The way artificial intelligence (AI) systems present information is becoming a major point of contention, and a former Meta executive is sounding the alarm. Campbell Brown, who previously led Meta's news partnerships, points to a growing disconnect. She notes that the conversation among AI developers in Silicon Valley is vastly different from what consumers are discussing and expecting when they interact with AI, particularly large language models (LLMs), the technology behind tools like ChatGPT.

This divergence isn't just an academic debate. It impacts how people understand news, make decisions, and trust the information they receive from AI. When an LLM summarizes a topic, answers a question, or even generates creative content, who decides what facts are prioritized, what tone is used, or what perspectives are included? These are the kinds of editorial decisions humans have traditionally made, and now AI is making them at scale, often without clear human oversight or public understanding of the underlying choices.

Brown's experience at Meta, where she navigated complex issues around news distribution, misinformation, and content moderation, gives her a unique perspective. She understands the challenges of managing information at a global scale and the public's often-skeptical view of tech companies as information gatekeepers. Her concern suggests that the public may assume AI is an impartial oracle, while AI developers might see their systems as mere tools, reflecting the data they were trained on, biases and all.
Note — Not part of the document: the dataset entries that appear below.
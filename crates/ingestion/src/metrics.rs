//! Ingestion metrics

use std::sync::atomic::{AtomicU64, Ordering};

/// Ingestion metrics
#[derive(Debug, Default)]
pub struct IngestMetrics {
    /// Total protocol lines read
    pub lines_read: AtomicU64,

    /// Total chat events forwarded into the queue
    pub events_forwarded: AtomicU64,

    /// Total non-chat lines discarded
    pub lines_discarded: AtomicU64,

    /// Total PINGs answered
    pub pings_answered: AtomicU64,
}

impl IngestMetrics {
    /// Create new metrics instance
    pub fn new() -> Self {
        Self::default()
    }

    /// Record a protocol line read
    pub fn record_line(&self) {
        self.lines_read.fetch_add(1, Ordering::Relaxed);
    }

    /// Record an event forwarded into the queue
    pub fn record_forwarded(&self) {
        self.events_forwarded.fetch_add(1, Ordering::Relaxed);
    }

    /// Record a discarded line
    pub fn record_discarded(&self) {
        self.lines_discarded.fetch_add(1, Ordering::Relaxed);
    }

    /// Record an answered PING
    pub fn record_ping(&self) {
        self.pings_answered.fetch_add(1, Ordering::Relaxed);
    }

    /// Get snapshot
    pub fn snapshot(&self) -> IngestSnapshot {
        IngestSnapshot {
            lines_read: self.lines_read.load(Ordering::Relaxed),
            events_forwarded: self.events_forwarded.load(Ordering::Relaxed),
            lines_discarded: self.lines_discarded.load(Ordering::Relaxed),
            pings_answered: self.pings_answered.load(Ordering::Relaxed),
        }
    }
}

/// Metrics snapshot
#[derive(Debug, Clone, Copy, Default, PartialEq, Eq)]
pub struct IngestSnapshot {
    /// Total protocol lines read
    pub lines_read: u64,

    /// Total chat events forwarded into the queue
    pub events_forwarded: u64,

    /// Total non-chat lines discarded
    pub lines_discarded: u64,

    /// Total PINGs answered
    pub pings_answered: u64,
}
The core issue revolves around trust and transparency. If AI systems are to become reliable sources of information, there needs to be a clearer understanding of how they are trained, how they process queries, and what ethical frameworks guide their output. Without this, the gap Brown identifies could widen, leading to widespread distrust in AI-generated content, regardless of its accuracy or utility.

What to watch next: Policymakers and AI developers will need to bridge this gap. Expect more discussions around AI ethics, explainable AI, and perhaps even new regulatory frameworks designed to ensure transparency and accountability in how AI systems present information to the public. The goal will be to align the technological capabilities with societal expectations.